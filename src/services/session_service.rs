use std::collections::HashMap;
use std::sync::Arc;

use chrono::{DateTime, Duration, Utc};
use serde::Serialize;
use tokio::sync::RwLock;
use utoipa::ToSchema;
use uuid::Uuid;

use crate::error::{Error, Result};
use crate::models::answer::AnswerSubmission;
use crate::models::question::QuestionRecord;
use crate::models::session::{QuizSession, SubmissionOutcome};

pub const DEFAULT_SESSION_TTL_MINUTES: i64 = 240;
pub const DEFAULT_MAX_SESSIONS: usize = 10_000;

#[derive(Debug, Clone, Serialize, ToSchema)]
pub struct ScoreSummary {
    pub sessions: usize,
    pub total_score: u32,
    pub total_questions: usize,
}

/// Process-local quiz sessions. Nothing here outlives the server.
///
/// Sessions older than `ttl` are treated as gone and are dropped on the next
/// insert. When the store is full the oldest session makes room.
#[derive(Clone)]
pub struct SessionService {
    sessions: Arc<RwLock<HashMap<Uuid, QuizSession>>>,
    ttl: Option<Duration>,
    max_sessions: usize,
}

impl Default for SessionService {
    fn default() -> Self {
        Self::with_limits(
            Some(Duration::minutes(DEFAULT_SESSION_TTL_MINUTES)),
            DEFAULT_MAX_SESSIONS,
        )
    }
}

impl SessionService {
    pub fn new() -> Self {
        Self::default()
    }

    pub fn with_limits(ttl: Option<Duration>, max_sessions: usize) -> Self {
        Self {
            sessions: Arc::new(RwLock::new(HashMap::new())),
            ttl,
            max_sessions: max_sessions.max(1),
        }
    }

    pub async fn create(&self, questions: Vec<QuestionRecord>, requested: usize) -> QuizSession {
        let session = QuizSession::new(questions, requested);
        let mut sessions = self.sessions.write().await;
        self.evict(&mut sessions, Utc::now());
        sessions.insert(session.id, session.clone());
        tracing::info!(session_id = %session.id, questions = session.total(), "Quiz session opened");
        session
    }

    pub async fn get(&self, id: Uuid) -> Result<QuizSession> {
        let now = Utc::now();
        self.sessions
            .read()
            .await
            .get(&id)
            .filter(|s| !self.is_expired(s, now))
            .cloned()
            .ok_or_else(|| Error::NotFound(format!("Session {} not found", id)))
    }

    pub async fn submit_answer(
        &self,
        id: Uuid,
        submission: &AnswerSubmission,
    ) -> Result<SubmissionOutcome> {
        let now = Utc::now();
        let mut sessions = self.sessions.write().await;
        let session = sessions
            .get_mut(&id)
            .filter(|s| !self.is_expired(s, now))
            .ok_or_else(|| Error::NotFound(format!("Session {} not found", id)))?;
        session.submit(submission)
    }

    /// Ends a session and discards its quiz.
    pub async fn remove(&self, id: Uuid) -> Result<()> {
        let removed = self.sessions.write().await.remove(&id);
        match removed {
            Some(session) => {
                tracing::info!(session_id = %id, score = session.score, "Quiz session closed");
                Ok(())
            }
            None => Err(Error::NotFound(format!("Session {} not found", id))),
        }
    }

    pub async fn summary(&self) -> ScoreSummary {
        let now = Utc::now();
        let sessions = self.sessions.read().await;
        let live: Vec<&QuizSession> = sessions
            .values()
            .filter(|s| !self.is_expired(s, now))
            .collect();
        ScoreSummary {
            sessions: live.len(),
            total_score: live.iter().map(|s| s.score).sum(),
            total_questions: live.iter().map(|s| s.total()).sum(),
        }
    }

    fn is_expired(&self, session: &QuizSession, now: DateTime<Utc>) -> bool {
        self.ttl.is_some_and(|ttl| now - session.created_at >= ttl)
    }

    fn evict(&self, sessions: &mut HashMap<Uuid, QuizSession>, now: DateTime<Utc>) {
        let before = sessions.len();
        sessions.retain(|_, s| !self.is_expired(s, now));
        if sessions.len() < before {
            tracing::info!(expired = before - sessions.len(), "Dropped expired quiz sessions");
        }

        while sessions.len() >= self.max_sessions {
            let Some(oldest) = sessions.values().min_by_key(|s| s.created_at).map(|s| s.id) else {
                break;
            };
            sessions.remove(&oldest);
            tracing::warn!(session_id = %oldest, "Session store full, dropped oldest session");
        }
    }
}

────────────────────────────────────────

_Exercise brief_
The lines running from the start of the data through the one that contains "pub struct SessionService" should be reproduced exactly, and only those.

_Written reply_
filename src/services/session_service.rs
use std::collections::HashMap;
use std::sync::Arc;

use chrono::{DateTime, Duration, Utc};
use serde::Serialize;
use tokio::sync::RwLock;
use utoipa::ToSchema;
use uuid::Uuid;

use crate::error::{Error, Result};
use crate::models::answer::AnswerSubmission;
use crate::models::question::QuestionRecord;
use crate::models::session::{QuizSession, SubmissionOutcome};

pub const DEFAULT_SESSION_TTL_MINUTES: i64 = 240;
pub const DEFAULT_MAX_SESSIONS: usize = 10_000;

#[derive(Debug, Clone, Serialize, ToSchema)]
pub struct ScoreSummary {
    pub sessions: usize,
    pub total_score: u32,
    pub total_questions: usize,
}

/// Process-local quiz sessions. Nothing here outlives the server.
///
/// Sessions older than `ttl` are treated as gone and are dropped on the next
/// insert. When the store is full the oldest session makes room.
#[derive(Clone)]
pub struct SessionService {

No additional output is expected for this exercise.